Scan the entries below, and for each line that includes the word "struct", make a copy.
═════ Data for the task ═════
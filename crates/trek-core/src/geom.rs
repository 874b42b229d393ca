//! Geometry primitives: [`Point`] and [`Range`].
//!
//! Coordinates are integer cells. X grows right (east), Y grows down
//! (south), so "north" is `y - 1`.

use std::fmt;
use std::ops::{Add, Sub};

use crate::direction::Direction;

// ---------------------------------------------------------------------------
// Point
// ---------------------------------------------------------------------------

/// A 2D integer cell coordinate.
#[derive(Copy, Clone, Debug, Default, PartialEq, Eq, Hash)]
#[cfg_attr(feature = "serde", derive(serde::Serialize, serde::Deserialize))]
pub struct Point {
    pub x: i32,
    pub y: i32,
}

impl Point {
    /// Origin (0, 0).
    pub const ZERO: Self = Self { x: 0, y: 0 };

    /// Create a new point.
    #[inline]
    pub const fn new(x: i32, y: i32) -> Self {
        Self { x, y }
    }

    /// Return a point shifted by (dx, dy).
    #[inline]
    pub const fn shift(self, dx: i32, dy: i32) -> Self {
        Self {
            x: self.x + dx,
            y: self.y + dy,
        }
    }

    /// The adjacent cell in direction `dir`.
    #[inline]
    pub fn step(self, dir: Direction) -> Self {
        self + dir.offset()
    }

    /// The four cardinal neighbours in N, E, S, W order.
    #[inline]
    pub fn neighbors_4(self) -> [Point; 4] {
        Direction::CARDINAL.map(|d| self.step(d))
    }

    /// All eight neighbours in N, NE, E, SE, S, SW, W, NW order.
    #[inline]
    pub fn neighbors_8(self) -> [Point; 8] {
        Direction::ALL.map(|d| self.step(d))
    }

    /// Angle from `self` to `other` in radians, as `atan2(dy, dx)`.
    ///
    /// Because Y grows downward, a target directly south yields `+π/2`.
    pub fn angle_to(self, other: Point) -> f64 {
        let dx = f64::from(other.x - self.x);
        let dy = f64::from(other.y - self.y);
        dy.atan2(dx)
    }
}

impl PartialOrd for Point {
    fn partial_cmp(&self, other: &Self) -> Option<std::cmp::Ordering> {
        Some(self.cmp(other))
    }
}

impl Ord for Point {
    fn cmp(&self, other: &Self) -> std::cmp::Ordering {
        self.y.cmp(&other.y).then(self.x.cmp(&other.x))
    }
}

impl fmt::Display for Point {
    fn fmt(&self, f: &mut fmt::Formatter<'_>) -> fmt::Result {
        write!(f, "({}, {})", self.x, self.y)
    }
}

impl Add for Point {
    type Output = Self;
    #[inline]
    fn add(self, rhs: Self) -> Self {
        Self::new(self.x + rhs.x, self.y + rhs.y)
    }
}

impl Sub for Point {
    type Output = Self;
    #[inline]
    fn sub(self, rhs: Self) -> Self {
        Self::new(self.x - rhs.x, self.y - rhs.y)
    }
}

// ---------------------------------------------------------------------------
// Range
// ---------------------------------------------------------------------------

/// A half-open rectangle \[min, max). `min` is inclusive, `max` is exclusive.
#[derive(Copy, Clone, Debug, Default, PartialEq, Eq, Hash)]
#[cfg_attr(feature = "serde", derive(serde::Serialize, serde::Deserialize))]
pub struct Range {
    pub min: Point,
    pub max: Point,
}

impl Range {
    /// Create a new range from two corners and canonicalize so that
    /// `min` ≤ `max` on each axis.
    #[inline]
    pub fn new(x0: i32, y0: i32, x1: i32, y1: i32) -> Self {
        Self {
            min: Point::new(x0.min(x1), y0.min(y1)),
            max: Point::new(x0.max(x1), y0.max(y1)),
        }
    }

    /// The range covering both corners inclusively.
    ///
    /// The exclusive bound saturates, so a corner on `i32::MAX` leaves that
    /// last row or column out instead of overflowing.
    #[inline]
    pub fn inclusive(top_left: Point, bottom_right: Point) -> Self {
        let r = Self::new(top_left.x, top_left.y, bottom_right.x, bottom_right.y);
        Self {
            min: r.min,
            max: Point::new(r.max.x.saturating_add(1), r.max.y.saturating_add(1)),
        }
    }

    #[inline]
    pub fn width(self) -> i32 {
        self.max.x - self.min.x
    }

    #[inline]
    pub fn height(self) -> i32 {
        self.max.y - self.min.y
    }

    /// Whether the range has zero or negative area.
    #[inline]
    pub fn is_empty(self) -> bool {
        self.min.x >= self.max.x || self.min.y >= self.max.y
    }

    /// Whether `p` is inside the half-open range.
    #[inline]
    pub fn contains(self, p: Point) -> bool {
        p.x >= self.min.x && p.x < self.max.x && p.y >= self.min.y && p.y < self.max.y
    }

    /// Intersection of two ranges. Disjoint ranges yield the zero range.
    #[inline]
    pub fn intersect(self, other: Range) -> Self {
        let r = Self {
            min: Point::new(self.min.x.max(other.min.x), self.min.y.max(other.min.y)),
            max: Point::new(self.max.x.min(other.max.x), self.max.y.min(other.max.y)),
        };
        if r.is_empty() { Self::default() } else { r }
    }

    /// Row-major iterator over every point in the range.
    #[inline]
    pub fn iter(self) -> RangeIter {
        RangeIter {
            range: self,
            cur: self.min,
        }
    }
}

impl IntoIterator for Range {
    type Item = Point;
    type IntoIter = RangeIter;
    #[inline]
    fn into_iter(self) -> RangeIter {
        self.iter()
    }
}

/// Row-major iterator over the points in a [`Range`].
#[derive(Clone, Debug)]
pub struct RangeIter {
    range: Range,
    cur: Point,
}

impl Iterator for RangeIter {
    type Item = Point;

    #[inline]
    fn next(&mut self) -> Option<Point> {
        if self.cur.y >= self.range.max.y || self.range.is_empty() {
            return None;
        }
        let p = self.cur;
        self.cur.x += 1;
        if self.cur.x >= self.range.max.x {
            self.cur.x = self.range.min.x;
            self.cur.y += 1;
        }
        Some(p)
    }

    #[inline]
    fn size_hint(&self) -> (usize, Option<usize>) {
        if self.range.is_empty() || self.cur.y >= self.range.max.y {
            return (0, Some(0));
        }
        let w = self.range.width() as usize;
        let remaining_in_row = (self.range.max.x - self.cur.x) as usize;
        let remaining_rows = (self.range.max.y - self.cur.y - 1) as usize;
        let total = remaining_in_row + remaining_rows * w;
        (total, Some(total))
    }
}

impl ExactSizeIterator for RangeIter {}

#[cfg(test)]
mod tests {
    use super::*;

    #[test]
    fn point_arithmetic() {
        let a = Point::new(1, 2);
        let b = Point::new(3, 4);
        assert_eq!(a + b, Point::new(4, 6));
        assert_eq!(b - a, Point::new(2, 2));
    }

    #[test]
    fn point_display() {
        assert_eq!(Point::new(3, -1).to_string(), "(3, -1)");
    }

    #[test]
    fn neighbors_follow_compass_order() {
        let p = Point::new(4, 4);
        assert_eq!(
            p.neighbors_4(),
            [
                Point::new(4, 3),
                Point::new(5, 4),
                Point::new(4, 5),
                Point::new(3, 4),
            ]
        );
        let n8 = p.neighbors_8();
        assert_eq!(n8[0], Point::new(4, 3));
        assert_eq!(n8[1], Point::new(5, 3));
        assert_eq!(n8[3], Point::new(5, 5));
        assert_eq!(n8[7], Point::new(3, 3));
    }

    #[test]
    fn angle_to_matches_atan2() {
        let a = Point::new(1, 1);
        let b = Point::new(2, 7);
        assert!((a.angle_to(b) - 1.405_647_649_380_269_9).abs() < 1e-9);
        assert_eq!(a.angle_to(Point::new(5, 1)), 0.0);
    }

    #[test]
    fn range_basics() {
        let r = Range::new(0, 0, 3, 2);
        assert_eq!((r.width(), r.height()), (3, 2));
        assert!(r.contains(Point::new(2, 1)));
        assert!(!r.contains(Point::new(3, 0)));
        assert!(!r.contains(Point::new(0, 2)));
    }

    #[test]
    fn range_auto_canonicalize() {
        let r = Range::new(3, 2, 0, 0);
        assert_eq!(r.min, Point::new(0, 0));
        assert_eq!(r.max, Point::new(3, 2));
    }

    #[test]
    fn range_inclusive_corners() {
        let r = Range::inclusive(Point::new(2, 2), Point::new(4, 3));
        assert_eq!(r.iter().len(), 6);
        assert!(r.contains(Point::new(4, 3)));
        assert!(!r.contains(Point::new(5, 3)));
        let single = Range::inclusive(Point::new(1, 1), Point::new(1, 1));
        assert_eq!(single.iter().collect::<Vec<_>>(), vec![Point::new(1, 1)]);
    }

    #[test]
    fn range_inclusive_saturates_at_max() {
        let r = Range::inclusive(Point::new(0, 0), Point::new(i32::MAX, i32::MAX));
        assert_eq!(r.max, Point::new(i32::MAX, i32::MAX));
        assert!(!r.is_empty());
        let clipped = r.intersect(Range::new(0, 0, 5, 5));
        assert_eq!(clipped, Range::new(0, 0, 5, 5));
    }

    #[test]
    fn range_iter_row_major() {
        let r = Range::new(0, 0, 3, 2);
        let pts: Vec<_> = r.iter().collect();
        assert_eq!(pts.len(), 6);
        assert_eq!(pts[0], Point::new(0, 0));
        assert_eq!(pts[3], Point::new(0, 1));
        assert_eq!(pts[5], Point::new(2, 1));
        assert_eq!(r.iter().len(), 6);
    }

    #[test]
    fn range_intersect() {
        let a = Range::new(0, 0, 4, 4);
        let b = Range::new(2, 2, 6, 6);
        assert_eq!(a.intersect(b), Range::new(2, 2, 4, 4));
        let c = Range::new(5, 5, 7, 7);
        assert!(a.intersect(c).is_empty());
        assert_eq!(a.intersect(c), Range::default());
    }
}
═════
• Answer space:
pub struct Point {
pub struct Range {
pub struct RangeIter {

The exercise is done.